In success or failure, not only will the state have to pay TransCanada back in full, it also must pay 7.1 percent interest on top, even if it’s in the billions.
Just like your credit card, there are no free rides. The bill eventually comes due.
Other options
In the world of finance, 7.1 percent interest is fairly high. In 2013, the state borrowed more than $162 million from the open market. That amount was divided into many smaller loans due in different years. For an $18.1 million loan expiring in 2025, the state will pay 5 percent interest.
Just as you wouldn’t buy a car with a credit card — you’d go to a bank and get a lower interest rate — the state is considering borrowing money from the open market instead of from TransCanada, which is acting like a bank.
That carries its own risks. If you use your credit card too much (or have too many loans outstanding), banks will give you a worse credit rating. They think it’s less likely you’ll be able to pay up. That makes the interest rate higher on your credit card and you’ll find it harder (or more expensive) to get a car loan or house loan.
The same is true for the state. If the state borrows from the open market, it will be asking for money at a time when it has a multibillion-dollar gap between revenue and expenses.
“We expect that, absent revenue, that’s going to put pressure on the state’s credit rating,” said Steven Kantor, managing director of First Southwest, which the state hired to analyze the financial aspects of the project. “The state’s credit rating may decline as we issue so much debt without corresponding revenue.”
In addition, there’s no way to know whether the price of gas in 20 years — when AKLNG is operating — will be high enough to make the project pay off.
Banks may decide that they’re willing to loan the state money, but the state’s credit rating might suffer just as yours would if you have too many loans. If that happens, the state will pay more to finance things like schools and port projects as well as AKLNG.
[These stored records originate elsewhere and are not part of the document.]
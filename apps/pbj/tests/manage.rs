//! Tests for the provider management commands.

use clap::Parser;
use pbj::{
    App, Command, Config,
    manage::{edit, mask_key, set_enabled, set_key},
};

#[test]
fn enable_persists_to_file() {
    let dir = tempfile::tempdir().unwrap();
    let path = dir.path().join("pbj.toml");
    Config::default().save(&path).unwrap();

    edit(&path, |store| set_enabled(store, "openai", true)).unwrap();
    edit(&path, |store| set_enabled(store, "llama", false)).unwrap();

    let config = Config::read(&path).unwrap();
    assert!(config.provider["openai"].enabled);
    assert!(!config.provider["llama"].enabled);
}

#[test]
fn edit_on_missing_file_starts_from_default() {
    let dir = tempfile::tempdir().unwrap();
    let path = dir.path().join("nested").join("pbj.toml");

    edit(&path, |store| set_key(store, "openai", Some(" sk-new \n".into()))).unwrap();

    let config = Config::read(&path).unwrap();
    assert_eq!(config.provider["openai"].key(), Some("sk-new"));
    assert!(config.provider.contains_key("llama"));
}

#[test]
fn unknown_provider_leaves_file_untouched() {
    let dir = tempfile::tempdir().unwrap();
    let path = dir.path().join("pbj.toml");
    Config::default().save(&path).unwrap();
    let before = std::fs::read_to_string(&path).unwrap();

    let err = edit(&path, |store| set_enabled(store, "claude", true)).unwrap_err();
    assert!(err.to_string().contains("claude"));
    assert_eq!(std::fs::read_to_string(&path).unwrap(), before);
}

#[test]
fn edit_keeps_env_references() {
    let dir = tempfile::tempdir().unwrap();
    let path = dir.path().join("pbj.toml");
    std::fs::write(
        &path,
        r#"
[provider.openai]
model = "gpt-4o-mini"
api_key = "${PBJ_TEST_OPENAI_KEY}"
enabled = false
"#,
    )
    .unwrap();

    edit(&path, |store| set_enabled(store, "openai", true)).unwrap();

    let written = std::fs::read_to_string(&path).unwrap();
    assert!(written.contains("${PBJ_TEST_OPENAI_KEY}"), "{written}");
    assert!(Config::read(&path).unwrap().provider["openai"].enabled);
}

#[test]
fn blank_key_clears() {
    let config = Config::parse(
        r#"
[provider.openai]
model = "gpt-4o-mini"
api_key = "sk-file"
"#,
    )
    .unwrap();
    let store = config.store();
    set_key(&store, "openai", Some("   ".into())).unwrap();
    assert_eq!(store.get("openai").unwrap().api_key, None);
    set_key(&store, "openai", Some("sk-2".into())).unwrap();
    set_key(&store, "openai", None).unwrap();
    assert_eq!(store.get("openai").unwrap().api_key, None);
}

#[test]
fn mask_key_shows_last_four() {
    assert_eq!(mask_key(None), "No API Key");
    assert_eq!(mask_key(Some("sk-abcdef1234")), "API Key: …1234");
    assert_eq!(mask_key(Some("abc")), "API Key: …abc");
}

#[test]
fn parses_management_commands() {
    let app = App::try_parse_from(["pbj", "enable", "openai", "gemma"]).unwrap();
    let Command::Enable { names } = app.command else {
        panic!("expected enable command");
    };
    assert_eq!(names, vec!["openai", "gemma"]);
    assert!(App::try_parse_from(["pbj", "disable"]).is_err());

    let app = App::try_parse_from(["pbj", "key", "openai", "--clear"]).unwrap();
    let Command::Key(cmd) = app.command else {
        panic!("expected key command");
    };
    assert!(cmd.clear);
    assert!(cmd.key.is_none());

    assert!(App::try_parse_from(["pbj", "key", "openai", "sk", "--clear"]).is_err());
}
The state could also look at different ways to pay for the project, such as the Permanent Fund, but the fund’s new director, Angela Rodell, has said that such an arrangement must be as worthwhile for the fund as it is for the state.
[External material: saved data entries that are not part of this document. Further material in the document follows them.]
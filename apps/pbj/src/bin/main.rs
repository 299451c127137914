use anyhow::Result;
use clap::Parser;
use pbj::App;

#[tokio::main]
async fn main() -> Result<()> {
    let app = App::parse();
    app.init_tracing();
    app.run().await
}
The state argues that in the long run, regardless of how it pays for its share of AKLNG, it makes more sense to stop working with TransCanada. If TransCanada foots the bill up front, the extra interest means the state will lose almost $400 million per year in revenue once the pipeline starts running.
If the pipeline operates for 20, 30 — even 40 years as the trans-Alaska oil pipeline has done — it will end up paying TransCanada far more than if it had just paid for its share of the project on its own.
Why now?
The state has to decide TransCanada’s role now because it has a Dec. 31 deadline to do so. That date is the boundary between the project’s first stage and its second.
If the state buys out TransCanada now, it will pay about $154 million — what TransCanada has spent to date, plus the 7.1 percent interest it is owed. If the state doesn’t buy out TransCanada now, its next opportunity to buy out TransCanada won’t come until 2018, at the end of the second stage of the project. By then, TransCanada is expected to have spent almost $1 billion, and the state will have to pay interest on that larger expense.
“If we make that decision today, the state has a smaller check to write,” said Deepa Poduval, director of Black & Veatch, one of the state’s consultants.
On the other side of the argument, TransCanada could be an important partner if oil prices remain low and the state continues to struggle to make ends meet. In that case, the state might be willing to forego long-term profits in order to keep the project moving when it might otherwise not be able to.
The choice is in the hands of the Alaska Legislature: Pay now, or pay later?